Not only pandakas, many groups are not allowed to become fully ordained monastics in Buddhism. For example, certain diseases prevent one, even harmless and non-transmissible ones like vitiligo. So Michael Jackson would not have been able to become a fully ordained Buddhist monk -- even if his other aberrant behaviors (with drugs, with children, with flamboyant displays) would not have prevented him.

Wisdom Quarterly was talking to someone in India -- thanks to US corporations making so much use of customer care call centers. The operator had never heard the word "pandaka" and had no idea there was an annual Pandaka Parade in India. That is, until a description of this word was given. Then, perfectly familiar with that, yelled out, "Oh, you mean kinnar!"

Kinnar, as in kinnaras (garudas), the mysterious avian-hybrids of Indian mythology incorporated into Buddhist cosmology. Griffins, angels, serpent-hating-eagles, beautiful bird headed people capable of flight (in massive garuda aircraft).

The kinnar are of India and South Asia (hijra) are the kathoey of Buddhist Thailand.

Flighty "Fairies"
Wisdom Quarterly edit of Kinnar
In the culture of South Asia, hijras (in Islam a word related to flight and migration, Hindi: हिजड़ा, chakka in Kannada, khusra in Punjabi, kojja in Telugu are physiological males who have feminine gender identity, women's clothing, and adopt other feminine gender roles.

Hijras have a long recorded history in the Indian subcontinent, which was formerly Buddhist and now has a massive Muslim population (of over 100 million) from the Mughal Empire period onwards. This history features a number of well-known roles within subcontinental cultures, part gender-liminal, part spiritual, and part survival.

In South Asia, many hijras live in well-defined, organized, all-hijra communities, led by a guru or chief.[1][2] These communities have sustained themselves over generations by "adopting" young boys who are rejected by or who flee their family of origin (due to molestation, abuse, or rejection).[3] Many work as prostitutes for survival.[4]
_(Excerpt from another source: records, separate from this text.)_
// Copyright 2026 Open Nexus OS Contributors
// SPDX-License-Identifier: Apache-2.0

//! Shutdown barrier over the pair's pipes.
//!
//! The child announces success with one marker byte, closes its side and waits for the
//! parent to close. The parent closes its side once done with the child's task port and
//! reads the child's side to EOF.

use std::io;

use crate::split::ProcessPair;

/// Byte the child writes last when its routine succeeded.
pub const SUCCESS_MARKER: u8 = b'+';

/// What the parent learned from the barrier.
#[derive(Clone, Copy, Debug, PartialEq, Eq)]
pub struct BarrierReport {
    /// Whether the child's last byte was [`SUCCESS_MARKER`].
    pub child_succeeded: bool,
}

/// Child side: optional marker, close, then block until the parent closes.
pub fn child_drain<P: ProcessPair + ?Sized>(pair: &mut P, succeeded: bool) -> io::Result<()> {
    if succeeded {
        pair.write_pipe(&[SUCCESS_MARKER])?;
    }
    pair.close_write_pipe()?;
    let trailing = pair.read_pipe_to_eof()?;
    if !trailing.is_empty() {
        log::debug!("barrier: child discarded {} unread bytes", trailing.len());
    }
    Ok(())
}

/// Parent side: close, then read the child's side to EOF.
pub fn parent_release<P: ProcessPair + ?Sized>(pair: &mut P) -> io::Result<BarrierReport> {
    pair.close_write_pipe()?;
    let bytes = pair.read_pipe_to_eof()?;
    let child_succeeded = bytes.last() == Some(&SUCCESS_MARKER);
    let marker = if child_succeeded { "seen" } else { "missing" };
    log::debug!("barrier: child {} (marker {marker})", pair.child_pid());
    Ok(BarrierReport { child_succeeded })
}
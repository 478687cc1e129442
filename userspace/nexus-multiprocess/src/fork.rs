// Copyright 2026 Open Nexus OS Contributors
// SPDX-License-Identifier: Apache-2.0

//! CONTEXT: `fork(2)` process splitter with two pipes as the shutdown barrier
//! OWNERS: @runtime
//! STATUS: Functional
//! API_STABILITY: Stable
//! TEST_COVERAGE: tests/darwin_fork.rs (macOS only, run with `--test-threads=1`)
//!
//! The child never returns into the caller: once its routine finishes it leaves through
//! `_exit(2)`. A panic that escapes the routine without meeting an armed guard leaves with
//! [`PANIC_EXIT_CODE`].

use std::fs::File;
use std::io::{self, Read, Write};
use std::panic::{self, AssertUnwindSafe};

use nix::errno::Errno;
use nix::sys::wait::{waitpid, WaitStatus};
use nix::unistd::{fork, getpid, pipe, ForkResult, Pid};
use nexus_mach_ipc::Kernel;

use crate::guard::Terminator;
use crate::split::{ChildExit, ProcessPair, ProcessSplitter, Split};

/// Exit status of a child whose routine panicked.
pub const PANIC_EXIT_CODE: i32 = 101;

/// One side of a forked pair.
#[derive(Debug)]
pub struct ForkPair {
    child_pid: i32,
    read: File,
    write: Option<File>,
}

impl ProcessPair for ForkPair {
    fn child_pid(&self) -> i32 {
        self.child_pid
    }

    fn write_pipe(&mut self, bytes: &[u8]) -> io::Result<()> {
        self.write.as_mut().ok_or(io::ErrorKind::BrokenPipe)?.write_all(bytes)
    }

    fn read_pipe(&mut self, buf: &mut [u8]) -> io::Result<()> {
        self.read.read_exact(buf)
    }

    fn close_write_pipe(&mut self) -> io::Result<()> {
        self.write = None;
        Ok(())
    }

    fn read_pipe_to_eof(&mut self) -> io::Result<Vec<u8>> {
        let mut bytes = Vec::new();
        self.read.read_to_end(&mut bytes)?;
        Ok(bytes)
    }

    fn terminator(&self) -> Terminator {
        Terminator::abort()
    }
}

fn wait_for(pid: Pid) -> io::Result<ChildExit> {
    let status = loop {
        match waitpid(pid, None) {
            Err(Errno::EINTR) => continue,
            result => break result?,
        }
    };
    Ok(match status {
        WaitStatus::Exited(_, code) => ChildExit::Exited(code),
        WaitStatus::Signaled(_, signal, _) => ChildExit::Signaled(signal as i32),
        other => {
            log::warn!("child {pid}: unexpected wait status {other:?}");
            ChildExit::Aborted
        }
    })
}

/// Splits with `fork(2)`; both sides talk to the same kernel handle.
///
/// The child keeps running Rust code (allocation, logging) after the fork, so the caller
/// must be single-threaded at the time of [`ProcessSplitter::split`]. Under `cargo test`
/// that means `--test-threads=1`.
#[derive(Clone, Debug, Default)]
pub struct ForkSplitter<K> {
    kernel: K,
}

impl<K: Kernel> ForkSplitter<K> {
    /// Wraps `kernel`, which must stay valid in a forked child.
    pub const fn new(kernel: K) -> Self {
        Self { kernel }
    }
}

impl<K: Kernel> ProcessSplitter for ForkSplitter<K> {
    type Kernel = K;
    type Pair = ForkPair;

    fn parent_kernel(&self) -> &K {
        &self.kernel
    }

    fn split<P, C, R>(&self, parent: P, child: C) -> io::Result<Split<R>>
    where
        P: FnOnce(&K, &mut ForkPair) -> R,
        C: FnOnce(&K, &mut ForkPair) + Send,
    {
        let (parent_read, child_write) = pipe()?;
        let (child_read, parent_write) = pipe()?;

        // SAFETY: the child runs only `child` and then leaves through `_exit`.
        match unsafe { fork() }? {
            ForkResult::Child => {
                drop(parent_read);
                drop(parent_write);
                let mut pair = ForkPair {
                    child_pid: getpid().as_raw(),
                    read: File::from(child_read),
                    write: Some(File::from(child_write)),
                };
                let outcome =
                    panic::catch_unwind(AssertUnwindSafe(|| child(&self.kernel, &mut pair)));
                drop(pair);
                let code = if outcome.is_ok() { 0 } else { PANIC_EXIT_CODE };
                // SAFETY: ends the child without running the parent's atexit handlers.
                unsafe { libc::_exit(code) }
            }
            ForkResult::Parent { child: pid } => {
                drop(child_read);
                drop(child_write);
                log::debug!("forked child {pid}");
                let mut pair = ForkPair {
                    child_pid: pid.as_raw(),
                    read: File::from(parent_read),
                    write: Some(File::from(parent_write)),
                };
                let result = parent(&self.kernel, &mut pair);
                drop(pair);
                let child_exit = wait_for(pid)?;
                Ok(Split { parent: result, child_exit })
            }
        }
    }
}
The word hijra is Urdu, derived from the Arabic root hjr, has the sense of flying away, migrating, or "leaving one's tribe"[5]. It has been borrowed into Hindi, the dominant language of India.

The Indian usage has traditionally been translated into English as "eunuch" or "hermaphrodite," where "the irregularity of the male genitalia is central to the definition."[6] However, in general hijras are born with typically male physiology, only a few having been born with male intersex variations.[7]

Historically, ceremonial initiation into the hijra community is rumored to have involved removal of a boy's penis, testicles, and scrotum, without anesthetic, at or around puberty. However, according to the Mumbai (Bombay) health organization The Humsafar Trust, only eight percent of hijra visiting their clinic are nirwaan (castrated).

Since the late 20th century, some hijra activists and Western non-government organizations (NGOs) have been lobbying for official recognition of the hijra as a kind of "third sex" or "third gender," which is neither man nor woman.[8]